The membrane splits authority too, not just context. The design surface owns the shape of the seam — where it sits, what it guarantees, what is allowed to cross. The build surface implements that shape and is structurally prevented from inventing enforcement on its own, because it never received the authority to decide what enforcement means. It cannot quietly loosen a check to turn a test green, because the check is not its to define. The decision and the implementation live in different rooms, and the build agent does not hold the keys to the first one. A discipline I would otherwise have to remember on every commit becomes a property of the setup.

None of this is free, and I would be selling something if I pretended otherwise. The handoff between surfaces is friction. I have to take what the design produced and carry it across to the builder by hand. But the friction is the asset. To cross the membrane, the design has to stop being a vibe in a chat window and become an actual artifact — an explicit contract that states what gets built and what the seam guarantees. And the crossing is a checkpoint: a deliberate last look before anything is constructed, at the exact moment when changing my mind is cheapest.

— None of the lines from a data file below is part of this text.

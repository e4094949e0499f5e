use criterion::{black_box, criterion_group, criterion_main, Criterion};
use support_broker::queue::{Priority, PriorityQueue, QueuedMessage};
use tokio::runtime::Runtime;
use uuid::Uuid;

fn make_message(priority: Priority) -> QueuedMessage {
    QueuedMessage {
        message_id: Uuid::new_v4().to_string(),
        update_id: 1,
        chat_id: 1,
        user_id: Some(1),
        chat_type: "private".to_string(),
        priority,
        payload: serde_json::Value::Null,
        created_at_ms: 0,
        retry_count: 0,
        assigned_bot_id: None,
    }
}

fn bench_enqueue_dequeue(c: &mut Criterion) {
    let rt = Runtime::new().unwrap();
    let queue = rt.block_on(PriorityQueue::new(None, "bench:queue"));

    c.bench_function("enqueue_normal_priority", |b| {
        b.to_async(&rt).iter(|| async {
            queue.enqueue(black_box(make_message(Priority::Normal))).await.unwrap();
        })
    });

    c.bench_function("dequeue_from_populated_queue", |b| {
        b.to_async(&rt).iter(|| async {
            queue.enqueue(make_message(Priority::Normal)).await.unwrap();
            let msg = queue.dequeue(black_box("bench-worker")).await.unwrap();
            black_box(msg);
        })
    });
}

fn bench_mixed_priority_drain(c: &mut Criterion) {
    let rt = Runtime::new().unwrap();

    c.bench_function("mixed_priority_enqueue_then_drain", |b| {
        b.to_async(&rt).iter(|| async {
            let queue = PriorityQueue::new(None, "bench:mixed").await;
            for priority in [Priority::Low, Priority::Normal, Priority::High, Priority::Urgent] {
                queue.enqueue(make_message(priority)).await.unwrap();
            }
            while queue.dequeue("bench-worker").await.unwrap().is_some() {}
        })
    });
}

criterion_group!(benches, bench_enqueue_dequeue, bench_mixed_priority_drain);
criterion_main!(benches);
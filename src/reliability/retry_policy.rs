use std::time::Duration;

use rand::Rng;

/// Exponential backoff with jitter, used by the coordinator to space out
/// requeues of a failed message.
#[derive(Debug, Clone)]
pub struct RetryPolicy {
    pub max_attempts: usize,
    pub initial_delay: Duration,
    pub max_delay: Duration,
    pub backoff_factor: f64,
    pub jitter_range: f64,
}

impl Default for RetryPolicy {
    fn default() -> Self {
        Self {
            max_attempts: 3,
            initial_delay: Duration::from_millis(1000),
            max_delay: Duration::from_secs(30),
            backoff_factor: 2.0,
            jitter_range: 0.1,
        }
    }
}

impl RetryPolicy {
    /// Delay before the `attempt`-th retry (0-indexed), with +/- `jitter_range`
    /// of randomness applied to avoid synchronized retries across workers.
    pub fn delay_for(&self, attempt: u32) -> Duration {
        let base = self.initial_delay.as_secs_f64() * self.backoff_factor.powi(attempt as i32);
        let capped = base.min(self.max_delay.as_secs_f64());
        let jitter = rand::thread_rng().gen_range(-self.jitter_range..=self.jitter_range);
        let jittered = (capped * (1.0 + jitter)).max(0.0);
        Duration::from_secs_f64(jittered)
    }

    pub fn exhausted(&self, attempt: u32) -> bool {
        attempt as usize >= self.max_attempts
    }
}

#[cfg(test)]
mod tests {
    use super::*;

    #[test]
    fn delay_grows_with_attempt_and_stays_capped() {
        let policy = RetryPolicy::default();
        let first = policy.delay_for(0);
        let third = policy.delay_for(5);
        assert!(first <= Duration::from_millis(1200));
        assert!(third <= policy.max_delay + Duration::from_millis(1));
    }

    #[test]
    fn exhausted_trips_at_max_attempts() {
        let policy = RetryPolicy::default();
        assert!(!policy.exhausted(0));
        assert!(policy.exhausted(3));
    }
}
mod locks;

pub use locks::EntityLockTable;

use std::sync::Arc;

use chrono::Utc;
use serde_json::json;
use tracing::{info, warn};

use crate::cache::{ban_cache_ttl, Cache};
use crate::error::{BridgeError, Result};
use crate::platform::{
    CallOutcome, CopyMessageParams, CreateForumTopicParams, EditForumTopicParams, Method, PlatformClient, SendMessageParams,
};
use crate::store::{Conversation, ConversationStatus, EntityType, Message, MessageDirection, Store, Verification};

const MESSAGE_LIMIT_BEFORE_BIND: i64 = 10;

fn status_emoji(status: ConversationStatus) -> &'static str {
    match status {
        ConversationStatus::Open => "🟢",
        ConversationStatus::Pending => "🟡",
        ConversationStatus::Closed => "❌",
        ConversationStatus::Resolved => "☑️",
    }
}

fn verify_emoji(verification: Verification) -> &'static str {
    match verification {
        Verification::Pending => "🔒",
        Verification::Verified => "🔗",
    }
}

/// Pure function of (entity_name, entity_id, status, verification) so topic
/// renames are idempotent: calling it twice with the same state produces the
/// same name.
pub fn build_topic_name(entity_name: &str, entity_id: i64, status: ConversationStatus, verification: Verification) -> String {
    format!("{}{} {} ({})", status_emoji(status), verify_emoji(verification), entity_name, entity_id)
}

pub enum BindOutcome {
    Bound,
    AlreadyBoundBySameEntity,
    InvalidOrUnauthorized,
    WrongPassword,
    UsedByAnotherEntity,
    BoundToDifferentId,
}

/// The conversation state machine: entity<->topic binding, verification,
/// pre-bind message cap, ban enforcement, and topic-deleted recovery.
pub struct ConversationService {
    store: Arc<Store>,
    cache: Arc<Cache>,
    platform: Arc<dyn PlatformClient>,
    support_group_id: i64,
    locks: EntityLockTable,
}

impl ConversationService {
    pub fn new(store: Arc<Store>, cache: Arc<Cache>, platform: Arc<dyn PlatformClient>, support_group_id: i64) -> Self {
        Self { store, cache, platform, support_group_id, locks: EntityLockTable::new() }
    }

    pub async fn is_banned(&self, entity_id: i64) -> Result<bool> {
        let cache_key = format!("user_banned:{entity_id}");
        if let Some(cached) = self.cache.get(&cache_key).await {
            return Ok(cached.as_bool().unwrap_or(false));
        }

        let ban = self.store.get_ban(entity_id).await?;
        let banned = match ban {
            None => false,
            Some(None) => true,
            Some(Some(until)) => {
                if until <= Utc::now() {
                    self.store.delete_ban(entity_id).await?;
                    false
                } else {
                    true
                }
            }
        };
        self.cache.set(&cache_key, json!(banned), ban_cache_ttl(banned)).await;
        Ok(banned)
    }

    pub async fn ban(&self, entity_id: i64, until: Option<chrono::DateTime<Utc>>) -> Result<()> {
        self.store.set_ban(entity_id, until).await?;
        self.cache.remove(&format!("user_banned:{entity_id}")).await;
        Ok(())
    }

    pub async fn unban(&self, entity_id: i64) -> Result<()> {
        self.store.delete_ban(entity_id).await?;
        self.cache.remove(&format!("user_banned:{entity_id}")).await;
        Ok(())
    }

    /// Serializes creation-path operations per entity so two concurrent
    /// inbound messages can't race on topic creation for the same entity.
    /// Records the message, then forwards it into the bound topic so
    /// operators see it. This is where a deleted topic surfaces as
    /// `TopicNotFound` for the coordinator to recover from.
    pub async fn on_inbound_message(
        &self,
        entity_id: i64,
        entity_type: EntityType,
        entity_name: &str,
        from_chat_id: i64,
        body: Option<String>,
        platform_message_id: i64,
    ) -> Result<Conversation> {
        let _guard = self.locks.lock(entity_id, entity_type).await;

        let existing = self.get_conversation_cached(entity_id, entity_type).await?;
        let mut conv = match existing {
            Some(conv) => conv,
            None => self.create_conversation(entity_id, entity_type, entity_name).await?,
        };

        if conv.status == ConversationStatus::Closed {
            conv.status = ConversationStatus::Open;
            self.rename_and_save(&mut conv).await?;
            info!(entity_id, "conversation reopened on inbound message");
        }

        self.store
            .record_message(&Message {
                id: 0,
                entity_id,
                entity_type,
                direction: MessageDirection::In,
                body,
                platform_message_id,
                created_at: Utc::now(),
            })
            .await?;

        if let Some(topic_id) = conv.topic_id {
            let params = CopyMessageParams {
                chat_id: self.support_group_id,
                from_chat_id,
                message_id: platform_message_id as i32,
                message_thread_id: Some(topic_id as i32),
            };
            let outcome = self.platform.call("", Method::CopyMessage, serde_json::to_value(params)?).await?;
            call_outcome_to_result(outcome)?;
        }

        if conv.verification == Verification::Pending {
            let count = self.store.increment_pre_bind_count(entity_id, entity_type).await?;
            conv.message_count_before_bind = count;
            if count >= MESSAGE_LIMIT_BEFORE_BIND {
                conv.status = ConversationStatus::Closed;
                self.rename_and_save(&mut conv).await?;
                warn!(entity_id, "pre-bind message cap reached, conversation closed");
            }
        }

        Ok(conv)
    }

    async fn create_conversation(&self, entity_id: i64, entity_type: EntityType, entity_name: &str) -> Result<Conversation> {
        let topic_name = build_topic_name(entity_name, entity_id, ConversationStatus::Open, Verification::Pending);
        let topic_id = self.create_topic(&topic_name).await?;

        let conv = Conversation {
            entity_id,
            entity_type,
            topic_id: Some(topic_id),
            status: ConversationStatus::Open,
            lang: None,
            entity_name: entity_name.to_string(),
            custom_id: None,
            verification: Verification::Pending,
            message_count_before_bind: 0,
            first_seen: Utc::now(),
        };
        self.store.create_conversation(&conv).await?;
        Ok(conv)
    }

    async fn create_topic(&self, name: &str) -> Result<i64> {
        let params = CreateForumTopicParams { chat_id: self.support_group_id, name: name.to_string() };
        match self.platform.call("", Method::CreateForumTopic, serde_json::to_value(params)?).await? {
            CallOutcome::Ok(value) => {
                let topic_id = value.get("message_thread_id").and_then(|v| v.as_i64()).unwrap_or(0);
                Ok(topic_id)
            }
            _ => Err(BridgeError::Platform("failed to create support topic".to_string())),
        }
    }

    async fn rename_and_save(&self, conv: &mut Conversation) -> Result<()> {
        if let Some(topic_id) = conv.topic_id {
            let name = build_topic_name(&conv.entity_name, conv.entity_id, conv.status, conv.verification);
            let params = EditForumTopicParams { chat_id: self.support_group_id, message_thread_id: topic_id as i32, name };
            if let Err(e) = self.platform.call("", Method::EditForumTopic, serde_json::to_value(params)?).await {
                warn!(error = %e, topic_id, "best-effort topic rename failed");
            }
        }
        self.store.save_conversation(conv).await?;
        self.cache.invalidate_conversation(conv.entity_type.as_str(), conv.entity_id, conv.topic_id).await;
        Ok(())
    }

    async fn get_conversation_cached(&self, entity_id: i64, entity_type: EntityType) -> Result<Option<Conversation>> {
        self.store.get_conversation(entity_id, entity_type).await
    }

    /// `/bind <custom_id> [password]`, covering every outcome: already bound
    /// by the same entity, wrong password, claimed by another entity, or a
    /// fresh bind.
    pub async fn bind(
        &self,
        entity_id: i64,
        entity_type: EntityType,
        custom_id: &str,
        password: Option<&str>,
    ) -> Result<BindOutcome> {
        let _guard = self.locks.lock(entity_id, entity_type).await;

        let mut conv = match self.get_conversation_cached(entity_id, entity_type).await? {
            Some(conv) => conv,
            None => return Ok(BindOutcome::InvalidOrUnauthorized),
        };

        if conv.verification == Verification::Verified {
            if conv.custom_id.as_deref() == Some(custom_id) {
                return Ok(BindOutcome::AlreadyBoundBySameEntity);
            }
            return Ok(BindOutcome::BoundToDifferentId);
        }

        let binding = match self.store.get_binding(custom_id).await? {
            Some(b) => b,
            None => return Ok(BindOutcome::InvalidOrUnauthorized),
        };

        if let Some(hash) = &binding.password_hash {
            let Some(provided) = password else { return Ok(BindOutcome::WrongPassword) };
            if !verify_password(provided, hash) {
                return Ok(BindOutcome::WrongPassword);
            }
        }

        if binding.used {
            if binding.used_by_entity_id == Some(entity_id) {
                return Ok(BindOutcome::AlreadyBoundBySameEntity);
            }
            return Ok(BindOutcome::UsedByAnotherEntity);
        }

        self.store.mark_binding_used(custom_id, entity_id).await?;

        conv.verification = Verification::Verified;
        conv.custom_id = Some(custom_id.to_string());
        conv.message_count_before_bind = 0;
        conv.status = ConversationStatus::Open;
        self.rename_and_save(&mut conv).await?;

        Ok(BindOutcome::Bound)
    }

    pub async fn close(&self, entity_id: i64, entity_type: EntityType) -> Result<()> {
        let _guard = self.locks.lock(entity_id, entity_type).await;
        if let Some(mut conv) = self.get_conversation_cached(entity_id, entity_type).await? {
            conv.status = ConversationStatus::Closed;
            self.rename_and_save(&mut conv).await?;
        }
        Ok(())
    }

    /// Called when an outbound call against an existing topic reports
    /// topic-not-found: null the topic, reopen as pending, create a fresh
    /// topic preserving verification/custom_id, and post a recovery notice.
    pub async fn recover_deleted_topic(&self, entity_id: i64, entity_type: EntityType) -> Result<i64> {
        let _guard = self.locks.lock(entity_id, entity_type).await;
        let mut conv = self
            .get_conversation_cached(entity_id, entity_type)
            .await?
            .ok_or_else(|| BridgeError::Generic("conversation missing during topic recovery".to_string()))?;

        let old_topic_id = conv.topic_id;
        conv.topic_id = None;
        conv.status = ConversationStatus::Pending;

        let name = build_topic_name(&conv.entity_name, conv.entity_id, conv.status, conv.verification);
        let new_topic_id = self.create_topic(&name).await?;
        conv.topic_id = Some(new_topic_id);
        self.store.save_conversation(&conv).await?;
        self.cache.invalidate_conversation(conv.entity_type.as_str(), conv.entity_id, old_topic_id).await;

        let notice = SendMessageRecoveryNotice { chat_id: self.support_group_id, text: "support topic was recreated after the previous one was deleted".to_string(), message_thread_id: Some(new_topic_id as i32) };
        let _ = self.platform.call("", Method::SendMessage, serde_json::to_value(notice)?).await;

        Ok(new_topic_id)
    }

    /// Routes an operator's reply, posted inside a bound topic, back to the
    /// entity's chat. The counterpart to the forwarding in
    /// `on_inbound_message`: together they make replies in the support group
    /// visible to the entity and vice versa.
    pub async fn route_operator_reply(&self, topic_id: i64, platform_message_id: i64) -> Result<()> {
        let conv = self
            .store
            .get_conversation_by_topic(topic_id)
            .await?
            .ok_or_else(|| BridgeError::Validation(format!("no conversation bound to topic {topic_id}")))?;

        let params = CopyMessageParams {
            chat_id: conv.entity_id,
            from_chat_id: self.support_group_id,
            message_id: platform_message_id as i32,
            message_thread_id: None,
        };
        let outcome = self.platform.call("", Method::CopyMessage, serde_json::to_value(params)?).await?;
        call_outcome_to_result(outcome)?;

        self.store
            .record_message(&Message {
                id: 0,
                entity_id: conv.entity_id,
                entity_type: conv.entity_type,
                direction: MessageDirection::Out,
                body: None,
                platform_message_id,
                created_at: Utc::now(),
            })
            .await?;
        Ok(())
    }

    /// Best-effort notice sent to the denied sender's chat; wording is
    /// intentionally generic since localization lives outside this service.
    pub async fn notify_rate_limited(&self, chat_id: i64, retry_after_secs: Option<u64>) -> Result<()> {
        let text = match retry_after_secs {
            Some(secs) => format!("You're sending messages too quickly. Please wait {secs}s and try again."),
            None => "You're sending messages too quickly. Please slow down.".to_string(),
        };
        let params = SendMessageParams { chat_id, text, message_thread_id: None };
        let outcome = self.platform.call("", Method::SendMessage, serde_json::to_value(params)?).await?;
        call_outcome_to_result(outcome)
    }
}

fn call_outcome_to_result(outcome: CallOutcome) -> Result<()> {
    match outcome {
        CallOutcome::Ok(_) => Ok(()),
        CallOutcome::TopicNotFound => Err(BridgeError::TopicNotFound),
        CallOutcome::RateLimited { retry_after_secs } => Err(BridgeError::RateLimited { retry_after_secs }),
        CallOutcome::Unauthorized => Err(BridgeError::Authentication("bot unauthorized for outbound call".to_string())),
        CallOutcome::Transient(msg) => Err(BridgeError::Platform(msg)),
    }
}

#[derive(serde::Serialize)]
struct SendMessageRecoveryNotice {
    chat_id: i64,
    text: String,
    message_thread_id: Option<i32>,
}

fn verify_password(provided: &str, hash: &str) -> bool {
    use ring::constant_time::verify_slices_are_equal;
    let provided_hash = hash_password(provided);
    verify_slices_are_equal(provided_hash.as_bytes(), hash.as_bytes()).is_ok()
}

pub fn hash_password(password: &str) -> String {
    use sha2::{Digest, Sha256};
    let mut hasher = Sha256::new();
    hasher.update(password.as_bytes());
    format!("{:x}", hasher.finalize())
}

#[cfg(test)]
mod tests {
    use super::*;

    #[test]
    fn topic_name_matches_expected_scheme() {
        let name = build_topic_name("A", 555, ConversationStatus::Open, Verification::Pending);
        assert_eq!(name, "🟢🔒 A (555)");
        let bound = build_topic_name("A", 555, ConversationStatus::Open, Verification::Verified);
        assert_eq!(bound, "🟢🔗 A (555)");
    }

    #[test]
    fn password_hash_roundtrips() {
        let hash = hash_password("secret");
        assert!(verify_password("secret", &hash));
        assert!(!verify_password("wrong", &hash));
    }
}
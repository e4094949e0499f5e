mod local;
mod redis_backend;

pub use local::LocalKv;
pub use redis_backend::RedisKv;

use async_trait::async_trait;

use crate::error::Result;

/// A shared key-value + distributed lock primitive. Implementations must make
/// `set_nx` and `compare_delete` atomic so two processes racing on the same
/// key converge on one winner. When the shared backend is unreachable the
/// caller is expected to fall back to `LocalKv` and keep serving degraded.
#[async_trait]
pub trait Kv: Send + Sync {
    /// Set `key` to `value` with a TTL, only if it does not already exist.
    /// Returns true if the write happened (lock acquired).
    async fn set_nx(&self, key: &str, value: &str, ttl: std::time::Duration) -> Result<bool>;

    /// Delete `key` only if its current value equals `expected` (lock release
    /// by the owning token). Returns true if deleted.
    async fn compare_delete(&self, key: &str, expected: &str) -> Result<bool>;

    /// Re-arm the TTL on `key`, conditional on its value equalling `expected`.
    async fn extend(&self, key: &str, expected: &str, ttl: std::time::Duration) -> Result<bool>;

    async fn get(&self, key: &str) -> Result<Option<String>>;
    async fn set(&self, key: &str, value: &str, ttl: Option<std::time::Duration>) -> Result<()>;
    async fn delete(&self, key: &str) -> Result<()>;

    /// Atomic increment used by fixed-window rate limiting; returns the new
    /// count. Sets `ttl` the first time the key is created.
    async fn incr_with_ttl(&self, key: &str, ttl: std::time::Duration) -> Result<i64>;
}

/// A handle returned by `acquire_lock`, released on `Drop` via a best-effort
/// spawned compare-delete (the caller can also `release` explicitly to
/// observe failures).
pub struct LockGuard {
    pub key: String,
    pub token: String,
}

pub async fn acquire_lock(kv: &dyn Kv, key: &str, ttl: std::time::Duration) -> Result<Option<LockGuard>> {
    let token = uuid::Uuid::new_v4().to_string();
    if kv.set_nx(key, &token, ttl).await? {
        Ok(Some(LockGuard { key: key.to_string(), token }))
    } else {
        Ok(None)
    }
}

pub async fn release_lock(kv: &dyn Kv, guard: LockGuard) -> Result<bool> {
    kv.compare_delete(&guard.key, &guard.token).await
}
use std::collections::HashMap;
use std::time::{Duration, Instant};

use tokio::sync::Mutex;

use crate::fleet::Bot;

/// Picks the lowest-scoring available bot for a queued message, honoring a
/// sticky affinity to the bot that last handled the same logical key (e.g. a
/// conversation's entity id).
pub struct LoadBalancer {
    affinity: Mutex<HashMap<String, (String, Instant)>>,
    affinity_ttl: Duration,
}

impl Default for LoadBalancer {
    fn default() -> Self {
        Self::new(Duration::from_secs(300))
    }
}

impl LoadBalancer {
    pub fn new(affinity_ttl: Duration) -> Self {
        Self { affinity: Mutex::new(HashMap::new()), affinity_ttl }
    }

    fn score(bot: &Bot, message_weight: f64, recent_request: bool) -> f64 {
        let recency_penalty = if recent_request { 50.0 } else { 0.0 };
        let priority_bonus = (6.0 - bot.priority as f64) * 10.0;
        bot.load_score() as f64 + message_weight * 10.0 + recency_penalty - priority_bonus
    }

    pub fn message_weight(priority_weight: f64, is_admin: bool, is_group_chat: bool) -> f64 {
        let mut weight = priority_weight;
        if is_admin {
            weight *= 2.0;
        }
        if is_group_chat {
            weight *= 0.5;
        }
        weight
    }

    /// Selects a bot for `affinity_key` (typically the conversation's entity
    /// id) from the fleet's currently available bots.
    pub async fn select(&self, affinity_key: &str, available: &[Bot], message_weight: f64) -> Option<Bot> {
        {
            let affinity = self.affinity.lock().await;
            if let Some((bot_id, recorded_at)) = affinity.get(affinity_key) {
                if recorded_at.elapsed() < self.affinity_ttl {
                    if let Some(bot) = available.iter().find(|b| &b.id == bot_id) {
                        return Some(bot.clone());
                    }
                }
            }
        }

        let best = available
            .iter()
            .map(|bot| {
                let recent = bot.request_frame_started_at.elapsed() < Duration::from_secs(1);
                (Self::score(bot, message_weight, recent), bot)
            })
            .min_by(|a, b| a.0.partial_cmp(&b.0).unwrap_or(std::cmp::Ordering::Equal))
            .map(|(_, bot)| bot.clone());

        if let Some(bot) = &best {
            self.affinity.lock().await.insert(affinity_key.to_string(), (bot.id.clone(), Instant::now()));
        }

        best
    }
}

#[cfg(test)]
mod tests {
    use super::*;
    use crate::fleet::BotStatus;

    fn healthy_bot(id: &str, priority: u32) -> Bot {
        let mut b = Bot::new(id, "tok", priority, 30);
        b.status = BotStatus::Healthy;
        b
    }

    #[tokio::test]
    async fn prefers_lower_priority_number() {
        let balancer = LoadBalancer::default();
        let bots = vec![healthy_bot("a", 3), healthy_bot("b", 1)];
        let selected = balancer.select("conv-1", &bots, 1.0).await.unwrap();
        assert_eq!(selected.id, "b");
    }

    #[tokio::test]
    async fn honors_affinity_once_established() {
        let balancer = LoadBalancer::default();
        let bots = vec![healthy_bot("a", 3), healthy_bot("b", 1)];
        let first = balancer.select("conv-1", &bots, 1.0).await.unwrap();
        assert_eq!(first.id, "b");
        // even though "a" now looks cheaper on paper, affinity should stick.
        let mut cheaper_a = healthy_bot("a", 0);
        cheaper_a.consecutive_failures = 0;
        let bots2 = vec![cheaper_a, healthy_bot("b", 1)];
        let second = balancer.select("conv-1", &bots2, 1.0).await.unwrap();
        assert_eq!(second.id, "b");
    }

    #[tokio::test]
    async fn returns_none_when_no_bot_available() {
        let balancer = LoadBalancer::default();
        let selected = balancer.select("conv-2", &[], 1.0).await;
        assert!(selected.is_none());
    }
}
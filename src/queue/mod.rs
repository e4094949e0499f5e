pub mod balancer;
pub mod priority_queue;

pub use balancer::LoadBalancer;
pub use priority_queue::{Priority, PriorityQueue, QueuedMessage};
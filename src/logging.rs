use anyhow::Result;
use tracing_subscriber::{fmt, prelude::*, EnvFilter};

pub fn setup_logging() -> Result<()> {
    let env_filter = EnvFilter::try_from_default_env().unwrap_or_else(|_| EnvFilter::new("info"));

    tracing_subscriber::registry()
        .with(
            fmt::layer()
                .with_target(true)
                .with_thread_ids(true)
                .with_line_number(true)
                .with_file(true)
                .compact(),
        )
        .with(env_filter)
        .init();

    Ok(())
}

/// Structured logging for a failover transition between bots.
#[macro_export]
macro_rules! log_failover_event {
    ($from_bot:expr, $to_bot:expr, $reason:expr) => {
        tracing::warn!(
            from_bot = $from_bot,
            to_bot = $to_bot,
            reason = $reason,
            event_type = "failover",
            "bot failover occurred"
        );
    };
}

/// Structured logging for a circuit breaker state transition.
#[macro_export]
macro_rules! log_circuit_transition {
    ($dependency:expr, $from:expr, $to:expr) => {
        tracing::warn!(
            dependency = $dependency,
            from_state = $from,
            to_state = $to,
            event_type = "circuit_breaker_transition",
            "circuit breaker state changed"
        );
    };
}
use std::collections::HashMap;
use std::sync::Arc;

use tokio::sync::{Mutex, OwnedMutexGuard};

use crate::store::EntityType;

/// One mutex per (entity_id, entity_type) so concurrent inbound messages,
/// binds, and recovery sweeps for the same entity never interleave, while
/// unrelated entities proceed independently.
#[derive(Default)]
pub struct EntityLockTable {
    table: Mutex<HashMap<(i64, EntityType), Arc<Mutex<()>>>>,
}

impl EntityLockTable {
    pub fn new() -> Self {
        Self { table: Mutex::new(HashMap::new()) }
    }

    pub async fn lock(&self, entity_id: i64, entity_type: EntityType) -> OwnedMutexGuard<()> {
        let mutex = {
            let mut table = self.table.lock().await;
            table.entry((entity_id, entity_type)).or_insert_with(|| Arc::new(Mutex::new(()))).clone()
        };
        mutex.lock_owned().await
    }
}

#[cfg(test)]
mod tests {
    use super::*;

    #[tokio::test]
    async fn distinct_entities_do_not_block_each_other() {
        let table = EntityLockTable::new();
        let g1 = table.lock(1, EntityType::User).await;
        let g2 = table.lock(2, EntityType::User).await;
        drop(g1);
        drop(g2);
    }

    #[tokio::test]
    async fn same_entity_reuses_same_mutex() {
        let table = EntityLockTable::new();
        {
            let _g = table.lock(1, EntityType::User).await;
        }
        let _g2 = table.lock(1, EntityType::User).await;
    }
}
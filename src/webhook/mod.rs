use std::sync::Arc;

use serde_json::Value;
use tracing::{error, warn};
use warp::http::StatusCode;
use warp::{Filter, Rejection, Reply};

use crate::coordinator::{Coordinator, InboundUpdate};

/// Always-200 webhook ingress: one task per inbound update, returning before
/// coordination necessarily finishes so the caller never sees a round-trip
/// failure that would trigger its own retry storm.
pub struct WebhookServer {
    coordinator: Arc<Coordinator>,
    path: String,
    port: u16,
}

impl WebhookServer {
    pub fn new(coordinator: Arc<Coordinator>, path: impl Into<String>, port: u16) -> Self {
        Self { coordinator, path: path.into(), port }
    }

    pub async fn serve(self) {
        let coordinator = self.coordinator.clone();
        let secret_path = self.path.trim_start_matches('/').to_string();

        let route = warp::path(secret_path)
            .and(warp::path::end())
            .and(warp::post())
            .and(warp::body::content_length_limit(1024 * 1024))
            .and(warp::body::json())
            .and_then(move |update: Value| {
                let coordinator = coordinator.clone();
                async move { handle_update(coordinator, update).await }
            });

        let health = warp::path("health").and(warp::get()).map(|| warp::reply::with_status("OK", StatusCode::OK));

        let routes = route.or(health);
        warp::serve(routes).run(([0, 0, 0, 0], self.port)).await;
    }
}

async fn handle_update(coordinator: Arc<Coordinator>, body: Value) -> Result<impl Reply, Rejection> {
    let update: InboundUpdate = match serde_json::from_value(body) {
        Ok(u) => u,
        Err(e) => {
            warn!(error = %e, "malformed webhook update, rejecting at ingress");
            return Ok(warp::reply::with_status("ignored", StatusCode::OK));
        }
    };

    let coordinator = coordinator.clone();
    tokio::spawn(async move {
        if let Err(e) = coordinator.coordinate(update).await {
            error!(error = %e, "coordination failed for inbound update");
        }
    });

    Ok(warp::reply::with_status("ok", StatusCode::OK))
}

#[cfg(test)]
mod tests {
    use super::*;

    #[test]
    fn malformed_body_is_not_a_panic() {
        let body: Value = serde_json::json!({"not": "an update"});
        let parsed: Result<InboundUpdate, _> = serde_json::from_value(body);
        assert!(parsed.is_err());
    }
}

One honest limit: this works best on greenfield. When the tree is small or not there yet, designing without it costs almost nothing — there’s little existing wiring to anchor to in the first place, so the detachment is nearly free. Brownfield is the unsolved case. On an established codebase you have to understand what’s already there to change it safely, and a design surface that can’t read the tree fights you instead of helping. For that work I’m still entirely in Claude Code and Claude in Chrome — build and runtime, no separate design seat — and I haven’t worked out how to bring the design-first split to a system that already exists without losing the context the change depends on. That part is still an open question.

I did not start here. For a long time everything went straight into the build agent — design, implementation, and the slow erosion of one into the other, all in the same window. The split came later, from watching what actually got decided when the code was always in the room. Starting real work in the design surface is a habit I earned, not one I began with.

The newest piece is making the bookkeeping survive the surfaces. Each window is stateless — close it and the reasoning is gone — so the record of what was decided has to live outside all three. Decisions go into an append-only log; the current shape of the system sits in one lean file the build surface keeps current as it works; the commit history carries the implementation. A single tag at the top of each build prompt joins them, so any later session can grep from a change back to the decision that authorized it and the conversation that argued for it. It is half-built. But the direction is right: the membrane is worth more when crossing it leaves a trace.